A segunda questão é, por que um professor, que já foi presidente da APUFSC (2018-2020) e concorre agora a reeleição, atua contra seus pares em tantas ocasiões? Seja atuando contra o ANDES, enfraquecendo a possibilidade de greve contra o Future-se no ano de 2019 e atuando contra seus colegas de Programa nesse episódio. Bebeto demonstra o quanto está disposto a atuar representando interesses próprios de seu projeto nos espaços que ocupar, e não os interesses dos espaços coletivos de deliberação, demonstra o quanto não pretende colocar a APUFSC como um espaço de construção da lutas, como o nome de sua chapa tenta fazer parecer, ou mesmo um instrumento o qual os professores possam contar quando tiverem Câmaras ou Conselhos dispostos a passar por cima de suas decisões. Aqui cabe um parênteses, para evitar falsas polêmicas, tão pouco a outra chapa cumpriria qualquer papel no sentido de fortalecer ou construir a luta docente.

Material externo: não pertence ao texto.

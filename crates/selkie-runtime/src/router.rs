//! Pool router
//!
//! TigerStyle: Serialized state transitions, detached reply forwarding.
//!
//! The router is an ordinary actor: its delegate set is only ever touched
//! from its own receive, which the host dispatcher serializes through the
//! router's dispatch lock. Per user message it adjusts capacity, selects
//! recipients, and forwards. Ask replies are chained to the original caller
//! from detached tasks so the router never blocks on a delegate.

use std::sync::{Arc, Mutex};

use async_trait::async_trait;
use tracing::{debug, error};
use uuid::Uuid;

use selkie_core::error::{Error, Result};

use crate::actor::{Actor, ActorContext, ActorRef};
use crate::capacity::CapacityStrategy;
use crate::dispatcher::DispatcherHandle;
use crate::mailbox::PoolStats;
use crate::selector::Selector;

/// Factory producing new delegates for a pool
pub trait DelegateFactory<M, R>: Send + 'static {
    /// Create one delegate
    fn instance(&self) -> Result<ActorRef<M, R>>;
}

impl<M, R, F> DelegateFactory<M, R> for F
where
    F: Fn() -> Result<ActorRef<M, R>> + Send + 'static,
{
    fn instance(&self) -> Result<ActorRef<M, R>> {
        self()
    }
}

/// Composition of the router's three extension points
pub struct RouterConfig<M, R> {
    factory: Box<dyn DelegateFactory<M, R>>,
    selector: Box<dyn Selector<M, R>>,
    capacity: Box<dyn CapacityStrategy<M, R>>,
}

impl<M, R> RouterConfig<M, R> {
    /// Bundle a delegate factory, a selector, and a capacity strategy
    pub fn new(
        factory: impl DelegateFactory<M, R>,
        selector: impl Selector<M, R>,
        capacity: impl CapacityStrategy<M, R>,
    ) -> Self {
        Self {
            factory: Box::new(factory),
            selector: Box::new(selector),
            capacity: Box::new(capacity),
        }
    }
}

/// Actor routing messages over a dynamic set of delegate actors
///
/// Delegates are spawned through the configured factory, linked to the
/// router, and registered with the delegate dispatcher. A delegate that
/// exhausts its restart budget is removed from the set without replacement;
/// the capacity step of the next user message refills the pool.
pub struct PoolRouter<M, R> {
    dispatcher: DispatcherHandle<M, R>,
    factory: Box<dyn DelegateFactory<M, R>>,
    selector: Box<dyn Selector<M, R>>,
    capacity: Box<dyn CapacityStrategy<M, R>>,
    delegates: Vec<ActorRef<M, R>>,
    last_capacity_delta: i64,
    last_selection_count: usize,
}

impl<M, R> PoolRouter<M, R>
where
    M: Send + 'static,
    R: Send + 'static,
{
    /// Create a router managing delegates on the given dispatcher
    pub fn new(dispatcher: DispatcherHandle<M, R>, config: RouterConfig<M, R>) -> Self {
        Self {
            dispatcher,
            factory: config.factory,
            selector: config.selector,
            capacity: config.capacity,
            delegates: Vec::new(),
            last_capacity_delta: 0,
            last_selection_count: 0,
        }
    }

    /// Current number of delegates
    pub fn delegate_count(&self) -> usize {
        self.delegates.len()
    }

    fn resize(&mut self, myself: &ActorRef<M, R>) -> Result<()> {
        let delta = self.capacity.capacity(&self.delegates);
        if delta > 0 {
            for _ in 0..delta {
                let delegate = self.factory.instance()?;
                delegate.start_linked_to(myself);
                self.dispatcher.register(&delegate)?;
                self.delegates.push(delegate);
            }
            debug!(
                router = %myself.name(),
                delta,
                delegates = self.delegates.len(),
                "pool capacity increased"
            );
        } else if delta < 0 {
            let cut = delta.unsigned_abs() as usize;
            let keep = self.delegates.len().saturating_sub(cut);
            for delegate in self.delegates.split_off(keep) {
                self.dispatcher.unregister(&delegate);
                delegate.stop();
            }
            debug!(
                router = %myself.name(),
                delta,
                delegates = self.delegates.len(),
                "pool capacity decreased"
            );
        }
        self.last_capacity_delta = delta;
        Ok(())
    }
}

#[async_trait]
impl<M, R> Actor for PoolRouter<M, R>
where
    M: Clone + Send + 'static,
    R: Send + 'static,
{
    type Msg = M;
    type Reply = R;

    async fn receive(
        &mut self,
        ctx: &mut ActorContext<M, R>,
        msg: M,
    ) -> Result<Option<R>> {
        // The slot leaves the context before resize: a factory or startup
        // error is the router's own failure (it counts against the router's
        // restart budget), and the caller's future sees the dropped slot.
        let reply = ctx.take_reply();
        if let Err(err) = self.resize(&ctx.myself) {
            drop(reply);
            return Err(err);
        }

        let recipients = self.selector.select(&self.delegates);
        self.last_selection_count = recipients.len();

        match reply {
            None => {
                for delegate in &recipients {
                    if let Err(err) = delegate.send(msg.clone()) {
                        error!(
                            delegate = %delegate.name(),
                            error = %err,
                            "failed to forward message"
                        );
                    }
                }
            }
            Some(slot) => {
                // First completed delegate wins the slot; the rest are
                // discarded.
                let slot = Arc::new(Mutex::new(Some(slot)));
                for delegate in &recipients {
                    match delegate.ask(msg.clone()) {
                        Ok(future) => {
                            let slot = slot.clone();
                            let delegate_name = delegate.name().to_string();
                            tokio::spawn(async move {
                                let outcome = future.recv().await;
                                let taken = slot
                                    .lock()
                                    .unwrap_or_else(|e| e.into_inner())
                                    .take();
                                if let Some(slot) = taken {
                                    match outcome {
                                        Ok(value) => slot.complete_value(value),
                                        Err(err) => slot.complete_error(
                                            Error::delegate_invocation_failed(
                                                delegate_name,
                                                err.to_string(),
                                            ),
                                        ),
                                    }
                                }
                            });
                        }
                        Err(err) => {
                            let taken =
                                slot.lock().unwrap_or_else(|e| e.into_inner()).take();
                            if let Some(slot) = taken {
                                slot.complete_error(Error::delegate_invocation_failed(
                                    delegate.name(),
                                    err.to_string(),
                                ));
                            }
                        }
                    }
                }
            }
        }

        Ok(None)
    }

    async fn on_peer_terminated(
        &mut self,
        _ctx: &mut ActorContext<M, R>,
        peer: Uuid,
    ) -> Result<()> {
        if let Some(position) = self.delegates.iter().position(|d| d.uuid() == peer) {
            let delegate = self.delegates.remove(position);
            self.dispatcher.unregister(&delegate);
            delegate.stop();
            error!(
                delegate = %delegate.name(),
                uuid = %peer,
                delegates = self.delegates.len(),
                "removed delegate after restart budget exhausted"
            );
        }
        Ok(())
    }

    fn pool_stats(&self) -> Option<PoolStats> {
        Some(PoolStats {
            delegates: self.delegates.len(),
            last_capacity_delta: self.last_capacity_delta,
            last_selection_count: self.last_selection_count,
        })
    }
}
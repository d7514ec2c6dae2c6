//! Telemetry and log subscriber setup
//!
//! TigerStyle: Explicit telemetry configuration, one initialization point.
//!
//! The core logs through `tracing`; this module wires up the subscriber for
//! binaries and integration tests.

use crate::error::{Error, Result};

/// Telemetry configuration
#[derive(Debug, Clone)]
pub struct TelemetryConfig {
    /// Service name for logs
    pub service_name: String,
    /// Log level filter
    pub log_level: String,
}

impl Default for TelemetryConfig {
    fn default() -> Self {
        Self {
            service_name: "selkie".to_string(),
            log_level: "info".to_string(),
        }
    }
}

impl TelemetryConfig {
    /// Create a new configuration with the given service name
    pub fn new(service_name: impl Into<String>) -> Self {
        Self {
            service_name: service_name.into(),
            ..Default::default()
        }
    }

    /// Set the log level filter
    pub fn with_log_level(mut self, level: impl Into<String>) -> Self {
        self.log_level = level.into();
        self
    }

    /// Create from environment variables
    ///
    /// Reads `RUST_LOG` for the level filter (default: "info").
    pub fn from_env() -> Self {
        let log_level = std::env::var("RUST_LOG").unwrap_or_else(|_| "info".to_string());
        Self {
            log_level,
            ..Default::default()
        }
    }
}

/// Initialize the tracing subscriber
///
/// Sets up an env-filtered fmt subscriber. Returns an error if a global
/// subscriber is already installed.
pub fn init_telemetry(config: TelemetryConfig) -> Result<()> {
    use tracing_subscriber::EnvFilter;

    let env_filter =
        EnvFilter::try_from_default_env().unwrap_or_else(|_| EnvFilter::new(&config.log_level));

    tracing_subscriber::fmt()
        .with_env_filter(env_filter)
        .try_init()
        .map_err(|e| Error::Internal {
            message: format!("failed to initialize tracing subscriber: {}", e),
        })?;

    tracing::info!(service = %config.service_name, "Telemetry initialized");
    Ok(())
}

#[cfg(test)]
mod tests {
    use super::*;

    #[test]
    fn test_telemetry_config_default() {
        let config = TelemetryConfig::default();
        assert_eq!(config.service_name, "selkie");
        assert_eq!(config.log_level, "info");
    }

    #[test]
    fn test_telemetry_config_builder() {
        let config = TelemetryConfig::new("test-service").with_log_level("debug");
        assert_eq!(config.service_name, "test-service");
        assert_eq!(config.log_level, "debug");
    }
}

Porém, para além das questões legais, regimentais, ou da figura própria do professor Carlos Albero, a questão maior seria sobre o significado, o desdobramento, que fatos como esse podem significar para o cotidiano universitário. Espaços coletivos de decisão devem ser respeitados, bem como a autonomia dos colegiados sobre os desdobramentos pedagógicos, sobretudo em momentos de crise como o que vivemos atualmente, onde nos é imposto uma rápida adaptação a uma saída que não foi formulado por nós mesmos. Não se pode afirmar que o ensino remoto foi uma construção desta universidade ou de outra qualquer, mas algo que, por mais desorganizado e estranho às nossas formulações, vem organizando nossa vida acadêmica e universitária, rebaixando nossos processos educacionais e apequenando o sentido da Universidade naquilo que a constitui, aquilo que ela tem de melhor.
Nesse caso, na figura de Bebeto o ensino remoto foi didático na voracidade e violência que pode se impor para acatá-lo.
*Os textos de opinião são de responsabilidade dos autores e não representam, necessariamente, as posições do Jornal.